The other input signal S ₁ to S ₄ which branches into two in the state set to the group, G, and SW from the port P _{1 1} ~ _{1 6} read (step S _5), and the input signal of the RAM $
Store in the address of FE _{0 0} to _{0 5} (step S
₆ ).

Then, in step S ₇ , the operation register is set to the RO group again and the input signal is set to $ FD of the RAM.
Call from address _{0 0-0 5} (step S ₈ ), and control signals WS ₁ to ₄ and WS whose input signal is proportional to frequency.
G, into a WSS, the calculation of calculation slip amount calculating estimated vehicle speed calculation wheel acceleration of the wheel speed based on these (step S _9).

[0054] the process of pressurization determined based on step S _{1 0} In the above calculation results.

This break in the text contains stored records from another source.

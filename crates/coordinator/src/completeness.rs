//! Completeness evaluation
//!
//! Four predicates gate the global latch: blocks back to genesis, receipts,
//! the world state under the pivot and the storage of every contract deployed
//! up to the pivot. Evaluating the trie predicates re-traverses the tries and
//! refills the missing-key queues as a side effect, so the whole check is
//! expensive and only runs when the request queues run dry or on a timer.

use crate::error::SyncResult;
use crate::manager::FastSyncManager;
use fastsync_core::TriePlane;
use std::sync::atomic::Ordering;
use tracing::{debug, info};

impl FastSyncManager {
    /// Evaluates every predicate in order and latches completion when all pass.
    ///
    /// # Errors
    ///
    /// Returns `SyncError::Unrecoverable` when the contract scan finds an
    /// inconsistency with no recovery path. Fast sync is disabled by then.
    pub fn check_completeness(&self) -> SyncResult<bool> {
        if self.is_complete() {
            return Ok(true);
        }
        if !self.is_complete_block_data() {
            return Ok(false);
        }
        if !self.is_complete_receipt_data() {
            return Ok(false);
        }
        if !self.is_complete_world_state()? {
            return Ok(false);
        }
        if !self.is_complete_contract_data()? {
            return Ok(false);
        }

        if self
            .complete
            .compare_exchange(false, true, Ordering::AcqRel, Ordering::Acquire)
            .is_ok()
        {
            info!(
                target: "fastsync::completeness",
                pivot = ?self.pivot_number(),
                "fast sync complete"
            );
        }
        Ok(true)
    }

    /// True once every block from genesis to the pivot is stored and linked.
    ///
    /// On first success the pivot becomes the best block and the block-store
    /// is pruned and flushed.
    pub fn is_complete_block_data(&self) -> bool {
        if self.is_complete_blocks() {
            return true;
        }
        if !self.is_enabled() {
            return false;
        }
        let Some(number) = self.pivot_number() else {
            return false;
        };
        let chain = self.chain();
        if chain.get_block_by_number(1).is_none() {
            return false;
        }
        let missing = chain.find_missing_ancestor_height(number);
        if missing != 0 {
            debug!(target: "fastsync::completeness", pivot = number, missing, "block data incomplete");
            return false;
        }
        let Some(pivot) = self
            .pivot()
            .map(|p| p.block)
            .or_else(|| chain.get_block_by_number(number))
        else {
            debug!(target: "fastsync::completeness", pivot = number, "pivot block not stored");
            return false;
        };

        chain.set_best_block(&pivot);
        chain.prune_and_correct();
        chain.flush();

        if self
            .complete_blocks
            .compare_exchange(false, true, Ordering::AcqRel, Ordering::Acquire)
            .is_ok()
        {
            info!(target: "fastsync::completeness", pivot = number, "block data complete");
        }
        true
    }

    /// True once the receipt subsystem reports every receipt processed.
    pub fn is_complete_receipt_data(&self) -> bool {
        self.collaborators.receipts.is_complete_receipt_data()
    }

    /// Re-traverses the world state under the pivot.
    ///
    /// The state queue is replaced with the missing nodes found. Returns true
    /// when nothing is missing.
    pub fn is_complete_world_state(&self) -> SyncResult<bool> {
        if !self.is_enabled() {
            return Ok(false);
        }
        let Some(pivot) = self.pivot() else {
            return Ok(false);
        };

        let missing = self
            .trie()
            .traverse_from(&pivot.state_root(), TriePlane::State)?;
        self.missing_state.clear();
        if missing.is_empty() {
            return Ok(true);
        }
        let total = missing.len();
        let queued = self.missing_state.offer_all(missing);
        debug!(target: "fastsync::completeness", total, queued, "world state incomplete");
        Ok(false)
    }

    /// Scans contracts deployed up to the pivot for missing storage nodes.
    ///
    /// Runs only once receipts and the world state are complete and the
    /// storage queue has drained. Contracts whose storage is fully present are
    /// marked complete. The scan stops early once the storage queue holds
    /// `contract_missing_keys_limit` keys.
    ///
    /// # Errors
    ///
    /// A contract without indexed information or without an account state is
    /// an unrecoverable inconsistency: fast sync is disabled and
    /// `SyncError::Unrecoverable` is returned.
    pub fn is_complete_contract_data(&self) -> SyncResult<bool> {
        if !self.is_enabled() || !self.missing_storage.is_empty() {
            return Ok(false);
        }
        if !self.is_complete_receipt_data() || !self.is_complete_world_state()? {
            return Ok(false);
        }
        let Some(pivot_number) = self.pivot_number() else {
            return Ok(false);
        };

        let chain = self.chain();
        let limit = self.config.contract_missing_keys_limit;
        for address in chain.contracts_iter() {
            let Some(info) = chain.indexed_contract_information(&address) else {
                return Err(self.fail_fatal(format!("no indexed information for contract {address}")));
            };
            if info.inception_block > pivot_number || info.complete {
                continue;
            }
            let Some(account) = chain.account_state(&address) else {
                return Err(self.fail_fatal(format!("no account state for contract {address}")));
            };

            let missing = self
                .trie()
                .traverse_from(&account.storage_root, TriePlane::Storage)?;
            if missing.is_empty() {
                chain.mark_contract_complete(&address);
                debug!(target: "fastsync::completeness", contract = %address, "contract storage complete");
            } else {
                self.missing_storage.offer_all(missing);
            }

            if self.missing_storage.len() >= limit {
                debug!(
                    target: "fastsync::completeness",
                    queued = self.missing_storage.len(),
                    "contract scan paused at missing-key limit"
                );
                return Ok(false);
            }
        }
        Ok(self.missing_storage.is_empty())
    }
}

That is, it is determined whether the pressure should be further reduced or increased depending on the slip amount.

This pressure increase / decrease determination is carried out based on the variable obtained by the calculation in the previous step S ₉ , and for example,
When the wheel speed is lower than the reference wheel speed, it is determined whether to output a control signal for operating the solenoid valve in the direction from pressurization to depressurization or holding according to the speed difference. And, thereby outputting a control signal for opening and closing the solenoid valves V1, V2 of the brake pressure control of the anti-lock braking system in step S _{1 1.}

This means that when the wheel speed falls below the reference wheel speed by a predetermined amount, the slip ratio of the wheel increases, and the tire friction force due to brake braking is not effectively utilized. Therefore, the brake braking force is reduced for an extremely short time even during the brake braking, and when the slip ratio is recovered, the brake braking is again operated in the holding or pressurizing direction. The lock of the wheels can be prevented by performing the above operation.

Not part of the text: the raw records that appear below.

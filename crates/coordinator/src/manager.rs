//! Fast sync coordinator façade
//!
//! Owns every piece of coordinator state. The request generator, response
//! ingestor, completeness evaluator and pivot controller are `impl` blocks on
//! [`FastSyncManager`] spread across their own modules.

use crate::blocks::BlockBuffer;
use crate::imported::ImportedNodes;
use crate::pivot::PivotController;
use crate::queue::MissingKeys;
use crate::traits::{BlockStore, Collaborators, Transport, TrieEngine};
use bytes::Bytes;
use fastsync_config::FastSyncConfig;
use fastsync_core::{BlockRef, TriePlane, H256};
use std::sync::atomic::{AtomicBool, Ordering};
use tracing::{debug, info};

/// Point-in-time view of coordinator state
#[derive(Debug, Clone, Default, PartialEq, Eq)]
pub struct SyncStats {
    /// Whether the coordinator is enabled
    pub enabled: bool,
    /// Keys queued in the state plane
    pub missing_state: usize,
    /// Keys queued in the storage plane
    pub missing_storage: usize,
    /// Imported state nodes
    pub imported_state: usize,
    /// Imported storage nodes
    pub imported_storage: usize,
    /// Buffered block batches
    pub buffered_batches: usize,
    /// Indexed received block hashes
    pub received_hashes: usize,
    /// Remembered imported block hashes
    pub imported_hashes: usize,
    /// Current pivot height
    pub pivot_number: Option<u64>,
    /// Block latch
    pub complete_blocks: bool,
    /// Global latch
    pub complete: bool,
}

/// Fast sync coordinator
pub struct FastSyncManager {
    pub(crate) config: FastSyncConfig,
    enabled: AtomicBool,
    pub(crate) complete: AtomicBool,
    pub(crate) complete_blocks: AtomicBool,
    pub(crate) missing_state: MissingKeys,
    pub(crate) missing_storage: MissingKeys,
    pub(crate) imported: ImportedNodes,
    pub(crate) blocks: BlockBuffer,
    pub(crate) pivot: PivotController,
    pub(crate) collaborators: Collaborators,
}

impl FastSyncManager {
    /// Creates a coordinator wired to its collaborators
    pub fn new(config: FastSyncConfig, collaborators: Collaborators) -> Self {
        let queue_limit = config.queue_limit();
        Self {
            enabled: AtomicBool::new(config.enabled),
            complete: AtomicBool::new(false),
            complete_blocks: AtomicBool::new(false),
            missing_state: MissingKeys::new(queue_limit),
            missing_storage: MissingKeys::new(queue_limit),
            imported: ImportedNodes::new(),
            blocks: BlockBuffer::new(
                config.imported_hashes_capacity,
                config.received_hashes_capacity,
            ),
            pivot: PivotController::new(),
            collaborators,
            config,
        }
    }

    /// Starts a builder for customised coordinators
    pub fn builder() -> FastSyncManagerBuilder {
        FastSyncManagerBuilder::default()
    }

    /// True while fast sync is active
    pub fn is_enabled(&self) -> bool {
        self.enabled.load(Ordering::Acquire)
    }

    /// Turns the coordinator into a pass-through. Irreversible.
    pub fn disable(&self) {
        if self.enabled.swap(false, Ordering::AcqRel) {
            info!(target: "fastsync::pivot", "fast sync disabled");
        }
    }

    /// True once fast sync has nothing left to do
    pub fn is_complete(&self) -> bool {
        !self.is_enabled() || self.complete.load(Ordering::Acquire)
    }

    /// True once blocks back to genesis are present and linked
    pub fn is_complete_blocks(&self) -> bool {
        self.complete_blocks.load(Ordering::Acquire)
    }

    /// Records a block committed by the block importer
    pub fn add_imported_block(&self, hash: H256) {
        if self.is_enabled() {
            self.blocks.add_imported(hash);
        }
    }

    /// Records a trie node persisted outside the response path
    pub fn add_imported_node(&self, key: H256, value: Bytes, plane: TriePlane) {
        if self.is_enabled() {
            self.imported.put(key, value, plane);
        }
    }

    /// True iff `key` was imported with exactly `value`. Always false when disabled.
    pub fn contains_exact(&self, key: &H256, value: &[u8], plane: TriePlane) -> bool {
        self.is_enabled() && self.imported.contains_exact(key, value, plane)
    }

    /// Missing-key queue of a plane
    pub fn missing(&self, plane: TriePlane) -> Option<&MissingKeys> {
        match plane {
            TriePlane::State => Some(&self.missing_state),
            TriePlane::Storage => Some(&self.missing_storage),
            TriePlane::Details => None,
        }
    }

    /// Imported trie nodes
    pub fn imported(&self) -> &ImportedNodes {
        &self.imported
    }

    /// Buffered block batches
    pub fn block_buffer(&self) -> &BlockBuffer {
        &self.blocks
    }

    /// Active configuration
    pub fn config(&self) -> &FastSyncConfig {
        &self.config
    }

    pub(crate) fn chain(&self) -> &dyn BlockStore {
        self.collaborators.chain.as_ref()
    }

    pub(crate) fn trie(&self) -> &dyn TrieEngine {
        self.collaborators.trie.as_ref()
    }

    /// Transport used for outbound requests
    pub fn transport(&self) -> &dyn Transport {
        self.collaborators.transport.as_ref()
    }

    /// Snapshot of the coordinator state
    pub fn stats(&self) -> SyncStats {
        SyncStats {
            enabled: self.is_enabled(),
            missing_state: self.missing_state.len(),
            missing_storage: self.missing_storage.len(),
            imported_state: self.imported.len(TriePlane::State),
            imported_storage: self.imported.len(TriePlane::Storage),
            buffered_batches: self.blocks.batch_count(),
            received_hashes: self.blocks.received_hash_count(),
            imported_hashes: self.blocks.imported_hash_count(),
            pivot_number: self.pivot_number(),
            complete_blocks: self.is_complete_blocks(),
            complete: self.complete.load(Ordering::Acquire),
        }
    }
}

impl std::fmt::Debug for FastSyncManager {
    fn fmt(&self, f: &mut std::fmt::Formatter<'_>) -> std::fmt::Result {
        f.debug_struct("FastSyncManager")
            .field("stats", &self.stats())
            .finish_non_exhaustive()
    }
}

/// Builder for coordinators with preset state
#[derive(Debug, Default)]
pub struct FastSyncManagerBuilder {
    config: Option<FastSyncConfig>,
    pivot: Option<BlockRef>,
    pivot_number: Option<u64>,
    required_storage: Vec<H256>,
    disabled: bool,
}

impl FastSyncManagerBuilder {
    /// Uses `config` instead of the defaults
    pub fn with_config(mut self, config: FastSyncConfig) -> Self {
        self.config = Some(config);
        self
    }

    /// Sets the pivot block
    pub fn with_pivot(mut self, block: BlockRef) -> Self {
        self.pivot = Some(block);
        self
    }

    /// Sets the pivot height without a pivot block
    pub fn with_pivot_number(mut self, number: u64) -> Self {
        self.pivot_number = Some(number);
        self
    }

    /// Seeds the storage queue
    pub fn with_required_storage<I>(mut self, keys: I) -> Self
    where
        I: IntoIterator<Item = H256>,
    {
        self.required_storage.extend(keys);
        self
    }

    /// Builds a disabled coordinator
    pub fn disabled(mut self) -> Self {
        self.disabled = true;
        self
    }

    /// Builds the coordinator
    pub fn build(self, collaborators: Collaborators) -> FastSyncManager {
        let mut config = self.config.unwrap_or_default();
        if self.disabled {
            config.enabled = false;
        }
        let manager = FastSyncManager::new(config, collaborators);

        if let Some(block) = self.pivot {
            manager.pivot.set(block);
        }
        // an explicit height wins over the block's own
        if let Some(number) = self.pivot_number {
            manager.pivot.set_number(number);
        }
        let seeded = manager.missing_storage.offer_all(self.required_storage);
        if seeded > 0 {
            debug!(target: "fastsync::requests", seeded, "storage queue seeded");
        }
        manager
    }
}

The output determination unit G ₄ determines the output based on the above determination. The output signal of RAM $ FD _{1 0}
-Stored at the address of address ₁₅ .

Next, the operation register in step S ₁₃ is set to the R ₁ group and the input signal is $ FE _{0 0 of} RAM.
- ₀ calls from address _5, the calculation of calculation slip amount calculating estimated vehicle speed calculation wheel acceleration WSG to control variables WSI, which is proportional to the frequency of the input signal, and converts the WSS wheel speed (Step S _{1 5} ). In this case, the input signal is from the other input terminal.

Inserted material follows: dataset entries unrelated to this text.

//! 业务逻辑服务模块
//!
//! 封装行情获取和预测计算逻辑

pub mod quote_service;      // 行情数据服务
pub mod prediction_service; // 价格预测服务

pub use quote_service::{NaverQuoteClient, QuoteSource};
pub use prediction_service::PredictionService;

Then, as in the case of the first group,
Decrease pressure determination (step S _{1 6),} and determines and outputs the output based on the determination (step S _{1 7),} the output signal $ FE _{1 0} of RAM - is stored in _one address ₅ Address .

As described above, the output determined by the pressure increase / decrease based on the input signals from the one and the other terminal groups is determined. The output from the other terminal group is output from the port _{P 3 1 ~ 3 6 (S} 1 9). If the output from one terminal group, the arithmetic register in a state set to RO group (S _{2 0)} output signal of the RAM $ FD _{1 0} - reads from _{1 5} address (S _{2 1)} port P Output from _{2 1} to ₂₆ (S _{2 2} ).

In this case, regarding the outputs P _{2 1} and P _{3 1} , for example, when the drive of the solenoid valve is requested, the signal at the output terminal becomes HI and the signal is input to the NAND element of C ₁ . Therefore, when a solenoid valve drive is requested, both signals of P _{2 1} and P _{3 1} become HI and the output of C ₁ becomes LOW. The output signal of C ₁ is input to the NOR element of C ₂ . The WD signal is input to C ₂ .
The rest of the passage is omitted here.